__Task__: Copy out every line of the listing in which "implementing" appears.

__Entries provided__:
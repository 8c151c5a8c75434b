//! # asciiplay - Terminal ASCII Video Player
//!
//! `asciiplay` decodes a video file and plays it back as ASCII art in the terminal.
//!
//! ## Features
//!
//! - Decode any video ffmpeg understands, streamed frame by frame
//! - Area-averaged downsampling onto a fixed-width character grid
//! - Explicit output height, or one derived from the video's aspect ratio
//! - Decoding and display run on separate threads, joined by a bounded queue
//! - Frames that fail conversion are shown blank instead of stopping playback
//! - Cooperative cancellation (Ctrl+C in the binary)
//!
//! ## Example
//!
//! ```no_run
//! use asciiplay::{CancelToken, HeightMode, Player, PlayerOptions, TerminalDisplay};
//!
//! # fn main() -> Result<(), Box<dyn std::error::Error>> {
//! let options = PlayerOptions::new("video.mp4")
//!     .with_width(120)
//!     .with_height(HeightMode::Explicit(40))
//!     .with_fps(24);
//!
//! let report = Player::new(options).play(TerminalDisplay::stdout(), &CancelToken::new())?;
//! println!("{} frames shown", report.frames_shown);
//! # Ok(())
//! # }
//! ```
//!
//! ## Custom sources and displays
//!
//! Anything implementing [`VideoSource`] can feed the player, and anything
//! implementing [`DisplaySurface`] can show it:
//!
//! ```
//! use asciiplay::{
//!     CancelToken, DecodedFrame, FrameSize, Player, PlayerOptions, RecordingDisplay, Result,
//!     VideoSource,
//! };
//!
//! struct Gradient(u8);
//!
//! impl VideoSource for Gradient {
//!     fn dimensions(&self) -> (u32, u32) {
//!         (16, 8)
//!     }
//!
//!     fn read_next(&mut self) -> Result<Option<DecodedFrame>> {
//!         if self.0 == 0 {
//!             return Ok(None);
//!         }
//!         self.0 -= 1;
//!         let img = image::RgbImage::from_pixel(16, 8, image::Rgb([0, 0, 0]));
//!         Ok(Some(DecodedFrame::from_rgb(img)))
//!     }
//!
//!     fn release(&mut self) {}
//! }
//!
//! let display = RecordingDisplay::new();
//! let player = Player::new(PlayerOptions::new("unused").with_fps(1000));
//! let report = player
//!     .play_source(Gradient(3), FrameSize::new(4, 2), display.clone(), &CancelToken::new())
//!     .unwrap();
//! assert_eq!(report.frames_shown, 3);
//! assert_eq!(display.frames()[0], "@@@@\n@@@@");
//! ```

pub mod cancel;
pub mod config;
pub mod convert;
pub mod display;
pub mod error;
pub mod pipeline;
pub mod playback;
pub mod producer;
pub mod queue;
pub mod source;

pub use cancel::CancelToken;
pub use config::{AppConfig, HeightMode, PlayerOptions};
pub use convert::{char_for, convert, AsciiFrame, DecodedFrame, FrameSize, ASCII_RAMP};
pub use display::{DisplaySurface, Recording, RecordingDisplay, TerminalDisplay};
pub use error::{PlayerError, Result};
pub use pipeline::{PlaybackReport, Player};
pub use playback::PlaybackStats;
pub use producer::ProducerStats;
pub use queue::{frame_queue, FrameReceiver, FrameSender, QueueItem, Received, TrySend};
pub use source::{FfmpegConfig, FfmpegSource, VideoSource};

__Reply to the task__:
//! Anything implementing [`VideoSource`] can feed the player, and anything
//! implementing [`DisplaySurface`] can show it:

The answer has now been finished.